Alban Berg's Wozzeck is filled with memories of war. When the composer was sent off to fight with an Austrian regiment in 1915, work on the opera slowed, though its completion remained a constant obsession. The "snoring chorus" is just one allusion to Berg's experiences on the front line and, in a letter to his wife, he even described Wozzeck as partially based on himself. "I have been spending these war years just as dependent on people I hate, have been in chains, sick, captive, resigned, in fact, humiliated," he explained.
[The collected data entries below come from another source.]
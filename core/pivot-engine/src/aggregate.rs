//! FILENAME: core/pivot-engine/src/aggregate.rs
//! Aggregator - filters rows, groups them and reduces each group.
//!
//! Output has one row per distinct group key, sorted ascending by key, with
//! the group columns followed by the aggregate column(s).

use log::debug;
use smallvec::SmallVec;
use engine::{CellValue, Table};

use crate::cache::{compare_keys, GroupIndex, GroupKey, KeyValue};
use crate::definition::{AggregateSpec, AggregationType, COUNT_COLUMN};
use crate::error::{ColumnRole, PivotError};

/// Filters, groups and aggregates `table`.
///
/// Schema checks run before any row is touched: filter columns first, then
/// group columns, then the explicit aggregation column.
pub fn aggregate(
    table: &Table,
    filters: &[(String, CellValue)],
    group_cols: &[String],
    spec: &AggregateSpec,
) -> Result<Table, PivotError> {
    if group_cols.is_empty() {
        return Err(PivotError::InvalidConfig(
            "at least one group column is required".to_string(),
        ));
    }

    let missing = table.missing_columns(filters.iter().map(|(c, _)| c));
    if !missing.is_empty() {
        return Err(PivotError::schema(ColumnRole::Filter, missing));
    }
    let missing = table.missing_columns(group_cols);
    if !missing.is_empty() {
        return Err(PivotError::schema(ColumnRole::Group, missing));
    }

    let group_idx = indices_of(table, group_cols);
    let value_cols = value_columns(table, group_cols, spec)?;
    check_output_columns(group_cols, spec)?;

    let filter_idx: Vec<(usize, &CellValue)> = filters
        .iter()
        .filter_map(|(c, v)| table.column_index(c).map(|i| (i, v)))
        .collect();

    // ------------------------------------------------------------------
    // Group the surviving rows
    // ------------------------------------------------------------------
    let mut index = GroupIndex::new();
    let mut kept = 0usize;

    for (row_idx, row) in table.rows.iter().enumerate() {
        if !filter_idx.iter().all(|(i, wanted)| row[*i] == **wanted) {
            continue;
        }
        kept += 1;

        if group_idx.iter().any(|&i| row[i].is_blank()) {
            continue;
        }

        let key: GroupKey = group_idx
            .iter()
            .map(|&i| KeyValue::from(&row[i]))
            .collect::<SmallVec<_>>();
        index.insert(key, row_idx);
    }

    debug!(
        "aggregate: {} of {} rows passed filters, {} groups",
        kept,
        table.row_count(),
        index.len()
    );

    let mut groups = index.into_groups();
    groups.sort_by(|(a, _), (b, _)| compare_keys(a, b));

    // ------------------------------------------------------------------
    // Reduce each group
    // ------------------------------------------------------------------
    let mut columns: Vec<String> = group_cols.to_vec();
    match &value_cols {
        ValueColumns::Count => columns.push(COUNT_COLUMN.to_string()),
        ValueColumns::Columns(cols) => {
            columns.extend(cols.iter().map(|&i| table.columns[i].clone()))
        }
    }

    let mut out = Table::new(columns);
    for (key, members) in groups {
        let mut row: Vec<CellValue> = key.iter().map(KeyValue::to_cell).collect();
        match &value_cols {
            ValueColumns::Count => row.push(CellValue::Number(members.len() as f64)),
            ValueColumns::Columns(cols) => {
                for &col in cols {
                    let values: Vec<&CellValue> =
                        members.iter().map(|&r| &table.rows[r][col]).collect();
                    row.push(spec.func.reduce(&values));
                }
            }
        }
        out.push_row(row);
    }

    Ok(out)
}

enum ValueColumns {
    Count,
    Columns(Vec<usize>),
}

fn value_columns(
    table: &Table,
    group_cols: &[String],
    spec: &AggregateSpec,
) -> Result<ValueColumns, PivotError> {
    if spec.func == AggregationType::Count {
        return Ok(ValueColumns::Count);
    }

    match &spec.column {
        Some(name) => match table.column_index(name) {
            Some(i) => Ok(ValueColumns::Columns(vec![i])),
            None => Err(PivotError::schema(ColumnRole::Aggregate, vec![name.clone()])),
        },
        None => Ok(ValueColumns::Columns(
            (0..table.column_count())
                .filter(|&i| !group_cols.contains(&table.columns[i]))
                .collect(),
        )),
    }
}

/// The aggregated table must not repeat a column name: a group column may
/// appear once, and the value column may not also be a group column.
fn check_output_columns(group_cols: &[String], spec: &AggregateSpec) -> Result<(), PivotError> {
    for (i, name) in group_cols.iter().enumerate() {
        if group_cols[..i].contains(name) {
            return Err(PivotError::InvalidConfig(format!(
                "group column '{}' is listed more than once",
                name
            )));
        }
    }

    let value_col = if spec.func == AggregationType::Count {
        Some(COUNT_COLUMN)
    } else {
        spec.column.as_deref()
    };
    match value_col {
        Some(name) if group_cols.iter().any(|g| g == name) => Err(PivotError::InvalidConfig(
            format!("aggregate column '{}' is also a group column", name),
        )),
        _ => Ok(()),
    }
}

fn indices_of(table: &Table, names: &[String]) -> Vec<usize> {
    names
        .iter()
        .filter_map(|n| table.column_index(n))
        .collect()
}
Visual artist William Kentridge's new production of the work for the Salzburg Festival is also filled with memories of war. He sets the action in a wrecked building and, as with his production of Lulu, overlays the set with his trademark animated sketches, here set alongside flashes of film footage, to form a web of visual motifs which is powerfully evocative of the Great War. The grimmest of these become recurring motifs – we get severed heads scattered on a field (first seen when, in Scene 2, he is plagued by harrowing visions) as well as haunting figures clad is gas masks – while the characters and extras weave through the visual tapestry to become part of an integrated expressionistic whole. The grotesque, cartoon-like puppet that stands for Wozzeck and Marie's child could have been taken out of a film by Tim Burton.
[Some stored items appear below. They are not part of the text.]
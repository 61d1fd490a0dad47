//! FILENAME: core/pivot-engine/src/subtotal.rs
//! Subtotal Engine - interleaves level subtotals with leaf rows.
//!
//! Given the aggregated table (group columns + aggregate column), produces a
//! depth-first sequence: each partition's subtotal row precedes the
//! partition's own rows, and a single grand-total row closes the table.

use log::debug;
use engine::{CellValue, Row, Table, GRAND_TOTAL_LABEL};

use crate::error::{ColumnRole, PivotError};

/// Adds subtotal rows for each prefix level in `subtotal_cols` and a final
/// grand-total row. The aggregate column is moved to the end.
pub fn add_totals(
    aggregated: &Table,
    subtotal_cols: &[String],
    agg_col: &str,
) -> Result<Table, PivotError> {
    if !aggregated.has_column(agg_col) {
        return Err(PivotError::schema(
            ColumnRole::Aggregate,
            vec![agg_col.to_string()],
        ));
    }
    let missing = aggregated.missing_columns(subtotal_cols);
    if !missing.is_empty() {
        return Err(PivotError::schema(ColumnRole::Subtotal, missing));
    }

    let group_cols: Vec<String> = aggregated
        .columns
        .iter()
        .filter(|c| c.as_str() != agg_col)
        .cloned()
        .collect();

    if group_cols.is_empty() {
        return Err(PivotError::InvalidConfig(
            "aggregated table has no group columns".to_string(),
        ));
    }
    if subtotal_cols.len() >= group_cols.len() || group_cols[..subtotal_cols.len()] != *subtotal_cols {
        return Err(PivotError::InvalidConfig(format!(
            "subtotal columns {:?} must be a leading prefix of group columns {:?} (excluding the last)",
            subtotal_cols, group_cols
        )));
    }

    let mut order = group_cols.clone();
    order.push(agg_col.to_string());
    let source = aggregated.reorder_columns(&order);
    let agg_idx = group_cols.len();

    let grand_total = sum_column(source.rows.iter(), agg_idx);

    let mut out = Table::new(source.columns.clone());
    let all: Vec<&Row> = source.rows.iter().collect();
    emit_partitions(&all, 0, subtotal_cols.len(), agg_idx, &mut out);
    out.push_row(grand_total_row(out.column_count(), agg_idx, grand_total));

    debug!(
        "add_totals: {} leaf rows -> {} rows over {} subtotal levels, grand total {}",
        source.row_count(),
        out.row_count(),
        subtotal_cols.len(),
        grand_total
    );

    Ok(out)
}

/// Sum of the numeric cells of the aggregate column over `rows`.
pub fn sum_column<'a, I>(rows: I, col: usize) -> f64
where
    I: Iterator<Item = &'a Row>,
{
    rows.filter_map(|r| r.get(col).and_then(CellValue::as_number)).sum()
}

/// Total of the aggregate column over the leaf rows of a leveled table.
pub fn grand_total(leveled: &Table, agg_col: &str) -> Option<f64> {
    let col = leveled.column_index(agg_col)?;
    leveled
        .rows
        .iter()
        .rev()
        .find(|r| r.iter().any(CellValue::is_grand_total_marker))
        .and_then(|r| r[col].as_number())
}

// ============================================================================
// RECURSION
// ============================================================================

fn emit_partitions(rows: &[&Row], level: usize, depth: usize, agg_idx: usize, out: &mut Table) {
    if level >= depth {
        for row in rows {
            out.push_row((*row).clone());
        }
        return;
    }

    for partition in partition_by(rows, level) {
        let subtotal = sum_column(partition.iter().copied(), agg_idx);
        let mut row: Row = vec![CellValue::text(""); agg_idx + 1];
        for col in 0..=level {
            row[col] = partition[0][col].clone();
        }
        row[agg_idx] = CellValue::Number(subtotal);
        out.push_row(row);

        emit_partitions(&partition, level + 1, depth, agg_idx, out);
    }
}

/// Splits rows by the value in `col`, children ordered ascending by that
/// value. Rows keep their relative order within a partition.
fn partition_by<'a>(rows: &[&'a Row], col: usize) -> Vec<Vec<&'a Row>> {
    let mut parts: Vec<Vec<&'a Row>> = Vec::new();
    for row in rows {
        match parts.iter_mut().find(|p| p[0][col] == row[col]) {
            Some(part) => part.push(row),
            None => parts.push(vec![row]),
        }
    }
    parts.sort_by(|a, b| a[0][col].compare(&b[0][col]));
    parts
}

fn grand_total_row(width: usize, agg_idx: usize, total: f64) -> Row {
    let mut row: Row = vec![CellValue::text(""); width];
    row[0] = CellValue::text(GRAND_TOTAL_LABEL);
    row[agg_idx] = CellValue::Number(total);
    row
}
It is a skilfully constructed production, and one that plays with the our perspectives. Whether the images are flashbacks from a war-troubled Wozzeck or a Büchner-esque portent of the horrors to come is left for the audience to decide. So too is the question of whether to take the production as essentially realist or as a representation of the contents of Wozzeck's troubled mind, with Kentridge tempting us to take the latter route when a cupboard opens onto a nightmarish depiction of the scene in which he is tormented by the Doctor. And yet, for all of the detailed artistry, this is fundamentally a straightforward conception, whose main strength lies in the clarity with which the plot is presented. Aided by his coproducer Luc De Wit, Kentridge's management of the human components of the production is strong. The allegory that plain human malice is ultimately what makes war possible is a constant presence.

From within a strong cast, Asmik Grigorian as Marie is the discovery of the evening. Her voice is rich, bright and possesses enough steely edge to communicate this gritty personality. Hers is a diabolical, grimly erotic Marie who, far from guilty about her unfaithfulness to Wozzeck, relishes her part in bringing about the protagonist's demise. Matthias Goerne, who plays Wozzeck as a broken man from the start, has a strong physical presence, and the right dark growl in his voice for a role with which he has become closely associated in recent years. He reels through the set, his face knotted in grimaces, and possesses a chillingly empty stare when, devoured by jealousy, he watches Marie cavorting with her new lover.

John Daszak's Drum Major, clad in gleaming white military attire and sporting Hapsburg-era whiskers, gets the balance between gallantry and antipathy just right. Gerhard Siegel is an aptly hysterical Hauptmann, while Jens Larsen's Doctor works well as his antithesis. Vladimir Jurowski delivers a clean, fleet and muscular rendition of the score to take us to the work's inevitable denouement with inexorable forward drive. Berg's music seethes and pulses in Jurowski's hands, and the lushness of sound he evokes in the final interlude, for example, is especially affecting. When all is said and done, the gas-mask clad puppet is all that remains on an empty stage: a powerful reminder of the broader consequences of individual human savagery.